Air We Breath Campaign Story

A Campaign to Promote the new LAM Treatment Guidelines and Educate Physicians About LAM

My name is Laura Bowers, and on December 23 of 2013, I was diagnosed with LAM. It was just a few months following my 40th birthday, my daughter’s first day of kindergarten, and the start of my first semester of pharmacy school at the University of North Carolina.

I originally decided to return to school at age 40, after years of teaching, because I was passionate about education and thought I could help empower patients to actively engage in their own health care. Little did I know when I made this career leap, that I would soon learn first-hand what it’s like to be the newly diagnosed, terrified patient. I was devastated to learn that I may not live to see my daughter grow up, and I was frightened of the life-saving medical interventions that were now a part of my daily life.

Then I discovered The LAM Foundation. I talked with fellow LAM patients – “Lammies” as we refer to ourselves – and I went to my first LAMposium conference. I discovered there was so much hope among this amazing community of women working to lift each other up and to help the foundation find a cure. I knew that I wanted to contribute, but I wasn’t sure at first how exactly I could make a difference.

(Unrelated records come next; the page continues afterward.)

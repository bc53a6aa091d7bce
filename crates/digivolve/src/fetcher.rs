use std::path::PathBuf;
use std::time::Duration;

use async_trait::async_trait;
use chromiumoxide::Page;
use chromiumoxide::browser::{Browser, BrowserConfig as CdpConfig};
use chromiumoxide::cdp::browser_protocol::network::SetUserAgentOverrideParams;
use chromiumoxide::handler::viewport::Viewport;
use futures::StreamExt;
use tokio::task::JoinHandle;

const MARKER_POLL_INTERVAL: Duration = Duration::from_millis(250);

#[derive(Debug, thiserror::Error)]
pub enum FetchError {
    #[error("Browser error: {0}")]
    Browser(String),
    #[error("Navigation to {url} failed: {reason}")]
    Navigation { url: String, reason: String },
    #[error("Navigation to {url} timed out after {seconds}s")]
    Timeout { url: String, seconds: u64 },
}

/// Something that can turn a URL into fully rendered HTML.
#[async_trait]
pub trait PageFetcher: Send {
    async fn fetch(&mut self, url: &str) -> Result<String, FetchError>;
}

#[derive(Debug, Clone)]
pub struct BrowserConfig {
    pub headless: bool,
    pub viewport: (u32, u32),
    pub user_agent: String,
    pub chrome_executable: Option<PathBuf>,
    /// Element that must be attached before the page counts as rendered.
    pub marker_selector: String,
    pub navigation_timeout: Duration,
}

impl Default for BrowserConfig {
    fn default() -> Self {
        Self {
            headless: true,
            viewport: (1280, 720),
            user_agent: "Mozilla/5.0 (Macintosh; Intel Mac OS X 10_15_7) AppleWebKit/537.36 \
                (KHTML, like Gecko) Chrome/91.0.4472.124 Safari/537.36"
                .to_string(),
            chrome_executable: None,
            marker_selector: ".box".to_string(),
            navigation_timeout: Duration::from_secs(60),
        }
    }
}

/// Viewport applied to every new tab. Without it chromiumoxide falls back to
/// 800x600 whatever the window size is.
fn page_viewport(config: &BrowserConfig) -> Viewport {
    let (width, height) = config.viewport;
    Viewport {
        width,
        height,
        ..Default::default()
    }
}

/// JS expression that is true once `marker` matches an attached element.
fn marker_script(marker: &str) -> String {
    format!(
        "document.querySelector({}) !== null",
        serde_json::Value::from(marker)
    )
}

/// A headless Chrome session with a single reusable tab.
pub struct ChromeFetcher {
    browser: Browser,
    page: Page,
    handler: JoinHandle<()>,
    config: BrowserConfig,
}

impl ChromeFetcher {
    pub async fn launch(config: BrowserConfig) -> Result<Self, FetchError> {
        let (width, height) = config.viewport;
        let mut builder = CdpConfig::builder()
            .window_size(width, height)
            .viewport(page_viewport(&config));
        if !config.headless {
            builder = builder.with_head();
        }
        if let Some(path) = &config.chrome_executable {
            builder = builder.chrome_executable(path);
        }
        let cdp_config = builder.build().map_err(FetchError::Browser)?;

        log::debug!("Launching browser (headless: {})", config.headless);
        let (browser, mut events) = Browser::launch(cdp_config)
            .await
            .map_err(|e| FetchError::Browser(e.to_string()))?;

        let handler = tokio::spawn(async move {
            while let Some(event) = events.next().await {
                if let Err(e) = event {
                    log::debug!("Browser event loop stopped: {e}");
                    break;
                }
            }
        });

        let page = browser
            .new_page("about:blank")
            .await
            .map_err(|e| FetchError::Browser(e.to_string()))?;
        page.set_user_agent(SetUserAgentOverrideParams::new(config.user_agent.clone()))
            .await
            .map_err(|e| FetchError::Browser(e.to_string()))?;

        Ok(Self {
            browser,
            page,
            handler,
            config,
        })
    }

    pub async fn close(mut self) -> Result<(), FetchError> {
        log::debug!("Closing browser");
        self.browser
            .close()
            .await
            .map_err(|e| FetchError::Browser(e.to_string()))?;
        self.browser
            .wait()
            .await
            .map_err(|e| FetchError::Browser(e.to_string()))?;
        if let Err(e) = self.handler.await {
            log::debug!("Browser event task ended abnormally: {e}");
        }
        Ok(())
    }
}

async fn load_rendered(page: &Page, marker: &str, url: &str) -> Result<String, FetchError> {
    let navigation = |e: chromiumoxide::error::CdpError| FetchError::Navigation {
        url: url.to_string(),
        reason: e.to_string(),
    };

    page.goto(url).await.map_err(navigation)?;

    // The content is filled in by client side script after the load event.
    // A CDP error here means the tab or connection is gone, not that the
    // marker is missing.
    let script = marker_script(marker);
    loop {
        let attached = page
            .evaluate(script.as_str())
            .await
            .map_err(navigation)?
            .into_value::<bool>()
            .unwrap_or(false);
        if attached {
            break;
        }
        tokio::time::sleep(MARKER_POLL_INTERVAL).await;
    }

    page.content().await.map_err(navigation)
}

#[async_trait]
impl PageFetcher for ChromeFetcher {
    async fn fetch(&mut self, url: &str) -> Result<String, FetchError> {
        let timeout = self.config.navigation_timeout;
        let marker = self.config.marker_selector.as_str();
        tokio::time::timeout(timeout, load_rendered(&self.page, marker, url))
            .await
            .map_err(|_| FetchError::Timeout {
                url: url.to_string(),
                seconds: timeout.as_secs(),
            })?
    }
}

/// Launches a browser, hands it to `f`, and closes it again once `f` has
/// finished, whatever `f` returned.
pub async fn with_browser<T>(
    config: BrowserConfig,
    f: impl AsyncFnOnce(&mut ChromeFetcher) -> T,
) -> Result<T, FetchError> {
    let mut fetcher = ChromeFetcher::launch(config).await?;
    let output = f(&mut fetcher).await;
    if let Err(e) = fetcher.close().await {
        log::warn!("Failed to close browser cleanly: {}", e);
    }
    Ok(output)
}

At the UNC Eshelman School of Pharmacy, I became involved with a professional fraternity for pharmacists called Kappa Epsilon (KE). My pharmacy school friends and KE sisters and brothers came up with the idea to launch the Balloon Challenge. Read more about that here:

The response from family, friends and even complete strangers was overwhelming – and I realized I could do more to raise awareness for LAM. I realized that as a pharmacist, I would be uniquely positioned to educate both patients and physicians about best practices in healthcare.

I spoke to the Eshelman Institute for Innovation at the University of North Carolina (UNC) and The LAM Foundation about creating a campaign to educate Emergency Room physicians and Obstetricians and Gynecologists, as these are the typically the first health care providers to witness women’s symptoms. I wanted to produce a non-traditional, innovative approach to promoting the new set of clinical guidelines from American Thoracic Society and the Japanese Respiratory Society.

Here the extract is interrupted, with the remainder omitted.